Task instructions: Please return every line of the records below that contains the word "Result".

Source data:
■ ■ ■

//! Single-slot wake signal between the ingestion callback and `capture()`

use std::time::{Duration, Instant};

use flume::{Receiver, RecvTimeoutError, Sender, TryRecvError, TrySendError};
use tracing::trace;

/// How long a blocking call may wait.
#[derive(Debug, Clone, Copy, PartialEq, Eq)]
pub enum Timeout {
    /// Block until woken
    Infinite,
    /// Block at most this long; zero polls without blocking
    After(Duration),
}

impl Timeout {
    pub const POLL: Timeout = Timeout::After(Duration::ZERO);

    pub fn from_millis(millis: u64) -> Self {
        Timeout::After(Duration::from_millis(millis))
    }

    /// Absolute deadline, `None` when infinite (or too far out to represent).
    pub fn deadline(self, now: Instant) -> Option<Instant> {
        match self {
            Timeout::Infinite => None,
            Timeout::After(duration) => now.checked_add(duration),
        }
    }
}

impl From<Duration> for Timeout {
    fn from(duration: Duration) -> Self {
        Timeout::After(duration)
    }
}

impl From<Option<Duration>> for Timeout {
    fn from(duration: Option<Duration>) -> Self {
        duration.map_or(Timeout::Infinite, Timeout::After)
    }
}

/// Pending-wake signal.
///
/// Backed by a one-slot channel: waking with a wake already pending is a
/// no-op, so any number of wakes between two waits deliver exactly once.
#[derive(Clone)]
pub struct WakeSignal {
    tx: Sender<()>,
    rx: Receiver<()>,
}

impl Default for WakeSignal {
    fn default() -> Self {
        Self::new()
    }
}

impl WakeSignal {
    pub fn new() -> Self {
        let (tx, rx) = flume::bounded(1);
        Self { tx, rx }
    }

    /// Raise the signal. Never blocks.
    pub fn wake(&self) {
        // Full: a wake is already pending
        if let Err(TrySendError::Disconnected(())) = self.tx.try_send(()) {
            trace!("wake signal has no waiter");
        }
    }

    /// Consume a pending wake, blocking up to `timeout` for one.
    pub fn wait(&self, timeout: Timeout) -> bool {
        match timeout {
            Timeout::Infinite => self.rx.recv().is_ok(),
            Timeout::After(duration) if duration.is_zero() => self.poll(),
            Timeout::After(duration) => match self.rx.recv_timeout(duration) {
                Ok(()) => true,
                Err(RecvTimeoutError::Timeout | RecvTimeoutError::Disconnected) => false,
            },
        }
    }

    /// Block until `deadline` (forever when `None`).
    pub fn wait_until(&self, deadline: Option<Instant>) -> bool {
        match deadline {
            None => self.wait(Timeout::Infinite),
            Some(deadline) => {
                let remaining = deadline.saturating_duration_since(Instant::now());
                self.wait(Timeout::After(remaining))
            }
        }
    }

    fn poll(&self) -> bool {
        match self.rx.try_recv() {
            Ok(()) => true,
            Err(TryRecvError::Empty | TryRecvError::Disconnected) => false,
        }
    }

    /// Drop any pending wake.
    pub fn clear(&self) {
        while self.poll() {}
    }
}
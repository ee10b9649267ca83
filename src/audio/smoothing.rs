use crate::error::{AnalysisError, Result};

/// Causal moving average: each output is the mean of the last `window`
/// inputs up to and including the current one. Early frames average over
/// whatever history exists.
pub fn moving_average(values: &[f64], window: usize) -> Result<Vec<f64>> {
    if window == 0 {
        return Err(AnalysisError::invalid(
            "smoothing_window",
            "must be at least 1",
        ));
    }

    let smoothed = (0..values.len())
        .map(|i| {
            let start = (i + 1).saturating_sub(window);
            let span = &values[start..=i];
            span.iter().sum::<f64>() / span.len() as f64
        })
        .collect();

    Ok(smoothed)
}

#[cfg(test)]
mod tests {
    use super::*;

    #[test]
    fn window_of_one_is_identity() {
        let values = vec![0.1, 3.7, 0.0, 12.25, 1e-9, 5.5];
        assert_eq!(moving_average(&values, 1).unwrap(), values);
    }

    #[test]
    fn preserves_length() {
        let values: Vec<f64> = (0..37).map(|i| i as f64).collect();
        for window in [1, 2, 5, 36, 37, 100] {
            assert_eq!(moving_average(&values, window).unwrap().len(), values.len());
        }
    }

    #[test]
    fn early_frames_use_partial_window() {
        let smoothed = moving_average(&[2.0, 4.0, 6.0, 8.0], 3).unwrap();
        assert_eq!(smoothed, vec![2.0, 3.0, 4.0, 6.0]);
    }

    #[test]
    fn isolated_spike_spreads_forward_only() {
        let m = 10.0;
        let window = 4;
        let mut values = vec![0.0; 12];
        values[6] = m;

        let smoothed = moving_average(&values, window).unwrap();
        for (i, &v) in smoothed.iter().enumerate() {
            if (6..6 + window).contains(&i) {
                assert!((v - m / window as f64).abs() < 1e-12);
                assert!(v <= m);
            } else {
                assert_eq!(v, 0.0, "frame {} should not see the spike", i);
            }
        }
    }

    #[test]
    fn zero_window_is_rejected() {
        assert!(matches!(
            moving_average(&[1.0], 0),
            Err(AnalysisError::InvalidParameter {
                name: "smoothing_window",
                ..
            })
        ));
    }

    #[test]
    fn empty_input() {
        assert!(moving_average(&[], 5).unwrap().is_empty());
    }
}
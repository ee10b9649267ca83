pub mod analysis;
pub mod decode;
pub mod detect;
pub mod features;
pub mod flux;
pub mod smoothing;
pub mod spectrogram;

■ ■ ■

Task output:
use crate::error::{AnalysisError, Result};
pub fn moving_average(values: &[f64], window: usize) -> Result<Vec<f64>> {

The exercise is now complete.